According to a fifth aspect, a storage system is provided. The storage system includes at least a first node and a third node. In addition, in the storage system, data and metadata that describes the data are separately stored on different nodes. For example, the data is stored on the first node, and the metadata of the data is stored on the third node. The first node is adapted to configure a data partition group, and the data partition group corresponds to the data. The third node is adapted to configure a metadata partition group, and metadata of data corresponding to the configured data partition group is a subset of metadata corresponding to the configured metadata partition group. When a second node is added to the storage system, the third node splits the metadata partition group into at least two metadata partition subgroups, and migrates a first metadata partition subgroup in the at least two metadata partition subgroups and metadata corresponding to the first metadata partition subgroup to the second node.
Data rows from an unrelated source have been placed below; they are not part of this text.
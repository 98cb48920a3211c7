//! WebFinger discovery of a user's storage endpoint.
//!
//! `lookup("acct:user@example.com")` fetches
//! `https://example.com/.well-known/webfinger?resource=acct%3Auser%40example.com`
//! and returns the JSON resource descriptor. [`StorageRecord::from_jrd`]
//! then picks out the remote-storage link: its `href` is the storage root,
//! and its properties name the protocol version and the OAuth authorization
//! endpoint.

use std::collections::BTreeMap;
use std::time::Duration;

use reqwest::header::{HeaderMap, HeaderValue, ACCEPT, USER_AGENT};
use reqwest::{StatusCode, Url};
use serde::{Deserialize, Serialize};
use tracing::{debug, info, instrument, warn};

use crate::errors::DiscoveryError;

pub const JRD_CONTENT_TYPE: &str = "application/jrd+json";

/// Link relations that identify a remote storage server.
pub const STORAGE_RELS: &[&str] = &[
    "http://tools.ietf.org/id/draft-dejong-remotestorage",
    "remotestorage",
];

/// Link property carrying the storage protocol version.
pub const PROP_STORAGE_VERSION: &str = "http://remotestorage.io/spec/version";

/// Link property carrying the OAuth implicit-grant endpoint.
pub const PROP_AUTH_ENDPOINT: &str = "http://tools.ietf.org/html/rfc6749#section-4.2";

// ---------------------------------------------------------------------------
// Descriptor types
// ---------------------------------------------------------------------------

/// JSON Resource Descriptor (RFC 7033).
#[derive(Debug, Clone, Default, PartialEq, Eq, Serialize, Deserialize)]
pub struct Jrd {
    #[serde(default, skip_serializing_if = "Option::is_none")]
    pub subject: Option<String>,
    #[serde(default, skip_serializing_if = "Vec::is_empty")]
    pub aliases: Vec<String>,
    #[serde(default)]
    pub links: Vec<Link>,
}

#[derive(Debug, Clone, Default, PartialEq, Eq, Serialize, Deserialize)]
pub struct Link {
    pub rel: String,
    #[serde(default, skip_serializing_if = "Option::is_none")]
    pub href: Option<String>,
    #[serde(rename = "type", default, skip_serializing_if = "Option::is_none")]
    pub media_type: Option<String>,
    #[serde(default)]
    pub properties: BTreeMap<String, Option<String>>,
}

impl Link {
    fn property(&self, name: &str) -> Option<String> {
        self.properties.get(name).cloned().flatten()
    }
}

/// Where and how to reach a user's storage.
#[derive(Debug, Clone, PartialEq, Eq, Serialize, Deserialize)]
pub struct StorageRecord {
    /// Storage root; resource paths are appended to it.
    pub href: String,
    pub storage_version: Option<String>,
    pub auth_endpoint: Option<String>,
}

impl StorageRecord {
    /// Extract the remote-storage link from a descriptor.
    pub fn from_jrd(resource: &str, jrd: &Jrd) -> Result<Self, DiscoveryError> {
        let link = jrd
            .links
            .iter()
            .find(|l| STORAGE_RELS.contains(&l.rel.as_str()) && l.href.is_some())
            .ok_or_else(|| DiscoveryError::NoStorageLink(resource.to_string()))?;

        Ok(Self {
            href: link.href.clone().unwrap_or_default(),
            storage_version: link.property(PROP_STORAGE_VERSION),
            auth_endpoint: link.property(PROP_AUTH_ENDPOINT),
        })
    }
}

// ---------------------------------------------------------------------------
// URL helpers
// ---------------------------------------------------------------------------

/// The host a resource identifier is discovered on.
///
/// `acct:` identifiers use everything after the last `@`; other URLs use
/// their host.
pub fn domain_of(resource: &str) -> Result<String, DiscoveryError> {
    let invalid = || DiscoveryError::InvalidResource(resource.to_string());

    if let Some(acct) = resource.strip_prefix("acct:") {
        let (_, domain) = acct.rsplit_once('@').ok_or_else(invalid)?;
        if domain.is_empty() {
            return Err(invalid());
        }
        return Ok(domain.to_string());
    }

    let url = Url::parse(resource).map_err(|_| invalid())?;
    url.host_str().map(str::to_string).ok_or_else(invalid)
}

/// The WebFinger URL for `resource` on its own host.
pub fn webfinger_url(resource: &str) -> Result<Url, DiscoveryError> {
    let origin = format!("https://{}", domain_of(resource)?);
    webfinger_url_at(&origin, resource)
}

fn webfinger_url_at(origin: &str, resource: &str) -> Result<Url, DiscoveryError> {
    let base = format!("{}/.well-known/webfinger", origin.trim_end_matches('/'));
    let mut url =
        Url::parse(&base).map_err(|_| DiscoveryError::InvalidResource(resource.to_string()))?;
    url.query_pairs_mut().append_pair("resource", resource);
    Ok(url)
}

// ---------------------------------------------------------------------------
// Client
// ---------------------------------------------------------------------------

/// WebFinger client.
#[derive(Debug, Clone)]
pub struct Discovery {
    http: reqwest::Client,
    origin: Option<String>,
}

impl Discovery {
    pub fn new(timeout: Duration) -> Result<Self, DiscoveryError> {
        let mut headers = HeaderMap::new();
        headers.insert(
            USER_AGENT,
            HeaderValue::from_static(concat!("resync/", env!("CARGO_PKG_VERSION"))),
        );
        let http = reqwest::Client::builder()
            .default_headers(headers)
            .timeout(timeout)
            .build()?;
        Ok(Self { http, origin: None })
    }

    /// Send lookups to `origin` instead of `https://<domain>`.
    ///
    /// Useful against local or test servers.
    pub fn with_origin(mut self, origin: impl Into<String>) -> Self {
        self.origin = Some(origin.into());
        self
    }

    /// Fetch the resource descriptor for `resource`.
    #[instrument(skip(self))]
    pub async fn lookup(&self, resource: &str) -> Result<Jrd, DiscoveryError> {
        let url = match &self.origin {
            Some(origin) => webfinger_url_at(origin, resource)?,
            None => webfinger_url(resource)?,
        };
        debug!(url = %url, "webfinger lookup");

        let resp = self
            .http
            .get(url)
            .header(ACCEPT, JRD_CONTENT_TYPE)
            .send()
            .await?;

        if resp.status() != StatusCode::OK {
            let status = resp.status().as_u16();
            warn!(status, "webfinger lookup failed");
            return Err(DiscoveryError::Status { status });
        }

        let jrd: Jrd = resp.json().await?;
        info!(links = jrd.links.len(), "webfinger lookup succeeded");
        Ok(jrd)
    }

    /// Look up `resource` and extract its storage record.
    pub async fn storage(&self, resource: &str) -> Result<StorageRecord, DiscoveryError> {
        let jrd = self.lookup(resource).await?;
        StorageRecord::from_jrd(resource, &jrd)
    }
}

#[cfg(test)]
mod tests {
    use super::*;

    #[test]
    fn test_domain_of_acct() {
        assert_eq!(domain_of("acct:user@example.com").unwrap(), "example.com");
        assert_eq!(domain_of("acct:a@b@host.org").unwrap(), "host.org");
        assert!(domain_of("acct:nobody").is_err());
        assert!(domain_of("acct:user@").is_err());
    }

    #[test]
    fn test_domain_of_url() {
        assert_eq!(domain_of("https://alice.example/profile").unwrap(), "alice.example");
        assert!(matches!(
            domain_of("not a url"),
            Err(DiscoveryError::InvalidResource(_))
        ));
    }

    #[test]
    fn test_webfinger_url_encodes_resource() {
        let url = webfinger_url("acct:user@example.com").unwrap();
        assert_eq!(
            url.as_str(),
            "https://example.com/.well-known/webfinger?resource=acct%3Auser%40example.com"
        );
    }

    #[test]
    fn test_storage_record_from_jrd() {
        let jrd: Jrd = serde_json::from_str(
            r#"{
                "subject": "acct:user@example.com",
                "links": [
                    {"rel": "self", "href": "https://example.com/user"},
                    {
                        "rel": "http://tools.ietf.org/id/draft-dejong-remotestorage",
                        "href": "https://storage.example.com/user",
                        "properties": {
                            "http://remotestorage.io/spec/version": "draft-dejong-remotestorage-13",
                            "http://tools.ietf.org/html/rfc6749#section-4.2": "https://example.com/oauth/user",
                            "http://tools.ietf.org/html/rfc7233": null
                        }
                    }
                ]
            }"#,
        )
        .unwrap();

        let record = StorageRecord::from_jrd("acct:user@example.com", &jrd).unwrap();
        assert_eq!(record.href, "https://storage.example.com/user");
        assert_eq!(
            record.storage_version.as_deref(),
            Some("draft-dejong-remotestorage-13")
        );
        assert_eq!(
            record.auth_endpoint.as_deref(),
            Some("https://example.com/oauth/user")
        );
    }

    #[test]
    fn test_storage_record_missing_link() {
        let jrd = Jrd {
            links: vec![Link {
                rel: "self".into(),
                href: Some("https://example.com".into()),
                ..Default::default()
            }],
            ..Default::default()
        };
        assert!(matches!(
            StorageRecord::from_jrd("acct:user@example.com", &jrd),
            Err(DiscoveryError::NoStorageLink(_))
        ));
    }
}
In the storage system provided in the fifth aspect, although the data and the metadata of the data are stored on different nodes, because the data partition group and the metadata partition group of the nodes are configured in a same way as in the first aspect, metadata of data corresponding to any data partition group can still be stored on one node after the migration, and there is no need to obtain or modify the metadata on two nodes.
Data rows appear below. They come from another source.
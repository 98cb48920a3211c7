//! Error types for the resync core library.
//!
//! Each subsystem has its own error type derived with `thiserror`, and a
//! top-level [`CoreError`] enum unifies them all for callers that want a
//! single error type.

use thiserror::Error;

// ---------------------------------------------------------------------------
// Top-level error
// ---------------------------------------------------------------------------

/// Unified error type for the entire core library.
#[derive(Debug, Error)]
pub enum CoreError {
    #[error(transparent)]
    Cache(#[from] CacheError),

    #[error(transparent)]
    Remote(#[from] RemoteError),

    #[error(transparent)]
    Conflict(#[from] ConflictError),

    #[error(transparent)]
    Discovery(#[from] DiscoveryError),

    #[error(transparent)]
    Auth(#[from] AuthError),

    #[error(transparent)]
    Config(#[from] ConfigError),
}

// ---------------------------------------------------------------------------
// Local cache errors
// ---------------------------------------------------------------------------

/// Errors from the local cache and its storage backends.
#[derive(Debug, Error)]
pub enum CacheError {
    /// Underlying rusqlite error.
    #[error("cache database error: {0}")]
    SqliteError(#[from] rusqlite::Error),

    /// A migration failed.
    #[error("cache migration failed (version {version}): {detail}")]
    MigrationFailed { version: u32, detail: String },

    /// A record could not be encoded for storage.
    #[error("failed to encode cache record for '{key}': {detail}")]
    Encode { key: String, detail: String },

    /// Generic I/O error (e.g. creating the data directory).
    #[error("cache I/O error: {0}")]
    IoError(#[from] std::io::Error),
}

// ---------------------------------------------------------------------------
// Remote store errors
// ---------------------------------------------------------------------------

/// Transport-level failures talking to the remote store.
///
/// Stale-precondition responses are *not* errors; they are reported as
/// [`PutOutcome::Conflict`](crate::remote::PutOutcome::Conflict).
#[derive(Debug, Error)]
pub enum RemoteError {
    /// HTTP-level transport error (network, TLS, timeout, body decoding).
    #[error("remote HTTP error: {0}")]
    HttpError(#[from] reqwest::Error),

    /// The bearer token was rejected.
    #[error("remote rejected credentials (HTTP {status})")]
    Unauthorized { status: u16 },

    /// The server answered with a status the protocol does not expect.
    #[error("unexpected response from remote for '{path}' (HTTP {status})")]
    UnexpectedStatus { path: String, status: u16 },

    /// A successful response omitted the version header.
    #[error("remote response for '{path}' carried no ETag")]
    MissingVersion { path: String },

    /// The remote could not be reached at all (used by offline fakes).
    #[error("remote unreachable: {0}")]
    Unreachable(String),
}

// ---------------------------------------------------------------------------
// Conflict errors
// ---------------------------------------------------------------------------

/// Errors raised while resolving a conflict.
#[derive(Debug, Error)]
pub enum ConflictError {
    /// The local content needed for resolution is missing from the cache.
    #[error("no local content cached for '{0}'")]
    MissingLocalContent(String),

    /// Reading the remote side failed.
    #[error("failed to read remote content: {0}")]
    Remote(#[from] RemoteError),

    /// Reading the local side failed.
    #[error("failed to read local content: {0}")]
    Cache(#[from] CacheError),

    /// One of the sides is not in the shape the resolver expects.
    #[error("cannot merge {side} content: {detail}")]
    InvalidContent { side: &'static str, detail: String },
}

// ---------------------------------------------------------------------------
// Discovery errors
// ---------------------------------------------------------------------------

/// Errors from WebFinger discovery.
#[derive(Debug, Error)]
pub enum DiscoveryError {
    /// The lookup answered with a non-success status.
    #[error("webfinger lookup failed (HTTP {status})")]
    Status { status: u16 },

    /// The lookup could not be performed.
    #[error("webfinger HTTP error: {0}")]
    HttpError(#[from] reqwest::Error),

    /// The identifier could not be mapped to a host.
    #[error("invalid resource identifier '{0}'")]
    InvalidResource(String),

    /// The descriptor contains no remote storage link.
    #[error("no remote storage link for '{0}'")]
    NoStorageLink(String),
}

impl DiscoveryError {
    /// The HTTP status carried by a failed lookup, if any.
    pub fn status(&self) -> Option<u16> {
        match self {
            Self::Status { status } => Some(*status),
            _ => None,
        }
    }
}

// ---------------------------------------------------------------------------
// Authorization errors
// ---------------------------------------------------------------------------

/// Errors from the authorization redirect flow and session storage.
#[derive(Debug, Error)]
pub enum AuthError {
    /// The authorization server reported an error in the redirect.
    #[error("authorization denied: {0}")]
    Denied(String),

    /// The redirect carried neither a token nor an error.
    #[error("redirect carries no access token")]
    MissingToken,

    /// A URL could not be parsed.
    #[error("invalid URL '{url}': {detail}")]
    InvalidUrl { url: String, detail: String },

    /// No session has been stored yet.
    #[error("not connected; run the login flow first")]
    NotConnected,

    /// Persisting or loading the session failed.
    #[error("session storage error: {0}")]
    Cache(#[from] CacheError),
}

// ---------------------------------------------------------------------------
// Configuration errors
// ---------------------------------------------------------------------------

/// Errors from configuration loading and validation.
#[derive(Debug, Error)]
pub enum ConfigError {
    /// Config file not found.
    #[error("configuration file not found: {0}")]
    FileNotFound(String),

    /// TOML parse error.
    #[error("configuration parse error: {0}")]
    ParseError(String),

    /// A config value is invalid.
    #[error("invalid configuration value for '{field}': {detail}")]
    InvalidValue { field: String, detail: String },

    /// Generic I/O error reading the config file.
    #[error("configuration I/O error: {0}")]
    IoError(#[from] std::io::Error),
}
According to a sixth aspect, a node capacity expansion method is provided. The node capacity expansion method is applied to the storage system provided in the fifth aspect, and the first node in the storage system performs a function provided in the fifth aspect.
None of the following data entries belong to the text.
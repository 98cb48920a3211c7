//! SQLite-backed [`CacheStore`].
//!
//! The connection is opened in WAL mode and wrapped in a `Mutex` so the store
//! is `Send + Sync` and can be shared by every resource in the process.

use std::path::Path;
use std::sync::{Mutex, MutexGuard};

use chrono::Utc;
use rusqlite::{params, Connection};
use tracing::{debug, info};

use super::{schema, CacheStore, Namespace};
use crate::errors::CacheError;

/// Durable cache store in a single SQLite file.
pub struct SqliteStore {
    conn: Mutex<Connection>,
}

impl SqliteStore {
    /// Open (or create) a SQLite database at `path`.
    ///
    /// Missing parent directories are created.
    pub fn new<P: AsRef<Path>>(path: P) -> Result<Self, CacheError> {
        let path = path.as_ref();
        info!(path = %path.display(), "opening cache database");

        if let Some(parent) = path.parent() {
            if !parent.as_os_str().is_empty() {
                std::fs::create_dir_all(parent)?;
            }
        }

        let conn = Connection::open(path)?;
        conn.execute_batch("PRAGMA journal_mode = WAL;")?;
        conn.execute_batch("PRAGMA busy_timeout = 5000;")?;

        debug!("cache database opened with WAL mode");
        Ok(Self {
            conn: Mutex::new(conn),
        })
    }

    /// Open an in-memory database.
    pub fn in_memory() -> Result<Self, CacheError> {
        let conn = Connection::open_in_memory()?;
        Ok(Self {
            conn: Mutex::new(conn),
        })
    }

    /// Run all schema migrations to bring the database up to date.
    pub fn initialize(&self) -> Result<(), CacheError> {
        let conn = self.conn();
        schema::run_migrations(&conn)
    }

    /// Lock the underlying connection, recovering from a poisoned mutex.
    fn conn(&self) -> MutexGuard<'_, Connection> {
        self.conn.lock().unwrap_or_else(|poisoned| {
            tracing::warn!("cache mutex was poisoned, recovering");
            poisoned.into_inner()
        })
    }

    /// Execute a closure inside a SQLite transaction. If the closure returns
    /// `Ok`, the transaction is committed; otherwise it is rolled back.
    fn transaction<F, T>(&self, f: F) -> Result<T, CacheError>
    where
        F: FnOnce(&Connection) -> Result<T, CacheError>,
    {
        let mut conn = self.conn();
        let tx = conn.transaction()?;
        let result = f(&tx)?;
        tx.commit()?;
        Ok(result)
    }
}

impl CacheStore for SqliteStore {
    fn get(&self, ns: Namespace, key: &str) -> Result<Option<String>, CacheError> {
        let conn = self.conn();
        let mut stmt = conn.prepare("SELECT value FROM kv WHERE namespace = ?1 AND key = ?2")?;
        let mut rows = stmt.query_map(params![ns.as_str(), key], |row| row.get(0))?;
        match rows.next() {
            Some(Ok(value)) => Ok(Some(value)),
            Some(Err(e)) => Err(e.into()),
            None => Ok(None),
        }
    }

    fn put_all(&self, entries: &[(Namespace, &str, &str)]) -> Result<(), CacheError> {
        let now = Utc::now().to_rfc3339();
        self.transaction(|conn| {
            for (ns, key, value) in entries {
                conn.execute(
                    "INSERT INTO kv (namespace, key, value, updated_at) VALUES (?1, ?2, ?3, ?4)
                     ON CONFLICT(namespace, key) DO UPDATE SET value = ?3, updated_at = ?4",
                    params![ns.as_str(), key, value, now],
                )?;
            }
            Ok(())
        })
    }

    fn keys(&self, ns: Namespace) -> Result<Vec<String>, CacheError> {
        let conn = self.conn();
        let mut stmt = conn.prepare("SELECT key FROM kv WHERE namespace = ?1 ORDER BY key")?;
        let keys = stmt
            .query_map(params![ns.as_str()], |row| row.get(0))?
            .collect::<Result<Vec<String>, _>>()?;
        Ok(keys)
    }

    fn clear(&self, namespaces: &[Namespace]) -> Result<(), CacheError> {
        self.transaction(|conn| {
            for ns in namespaces {
                let removed = conn.execute("DELETE FROM kv WHERE namespace = ?1", params![ns.as_str()])?;
                debug!(namespace = %ns, removed, "cleared namespace");
            }
            Ok(())
        })
    }
}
According to a seventh aspect, a node capacity expansion apparatus is provided. The node capacity expansion apparatus is located in the storage system provided in the fifth aspect, and is adapted to perform the function provided in the fifth aspect.
According to an eighth aspect, a node capacity expansion method in a storage system is provided. The storage system includes one or more first nodes. Each first node stores data and metadata of the data. In addition, the first node includes at least two metadata partition groups and at least two data partition groups, and metadata corresponding to each metadata partition group is separately used to describe data corresponding to one of the data partition groups. The metadata partition groups and the data partition groups are configured for the first node, so that a quantity of metadata partitions included in the metadata partition groups is equal to a quantity of data partitions included in the data partition group. When a second node is added to the storage system, the first node migrates a first metadata partition group in the at least two metadata partition groups and metadata corresponding to the first metadata partition group to the second node. However, data corresponding to the at least two data partition groups is still stored on the first node.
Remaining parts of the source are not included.